:: Records provided
//! # pike
//!
//! A schema-driven, near-real-time document indexing and search engine.
//!
//! ## Features
//!
//! - Declarative schemas compiled into per-field indexing strategies
//! - Writes searchable as soon as they return
//! - BM25 ranking, field sorting, facets and min/max aggregation in one scan
//! - Pluggable analyzers and result collectors, looked up by name
//! - Federated search over several indexes with globally consistent scores
//! - Point-in-time replication sessions

pub mod analysis;
pub mod cli;
pub mod collector;
pub mod config;
pub mod document;
pub mod error;
pub mod federation;
pub mod index;
pub mod manager;
pub mod query;
pub mod schema;
pub mod storage;

pub mod prelude {
    pub use crate::config::{EngineConfig, ManagerConfig};
    pub use crate::document::document::Document;
    pub use crate::error::{PikeError, Result};
    pub use crate::federation::FederationCoordinator;
    pub use crate::index::{IndexEngine, IndexStatus, Searcher};
    pub use crate::manager::IndexManager;
    pub use crate::query::{Query, QueryDefinition, ResultDefinition, SortField};
    pub use crate::schema::{FieldDeclaration, FieldTemplate};
}

// Version information
pub const VERSION: &str = env!("CARGO_PKG_VERSION");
::::
- **Directions**: Scan the listing for "query" and copy out each line that has it.

- **Answer box**:
pub mod query;
    pub use crate::query::{Query, QueryDefinition, ResultDefinition, SortField};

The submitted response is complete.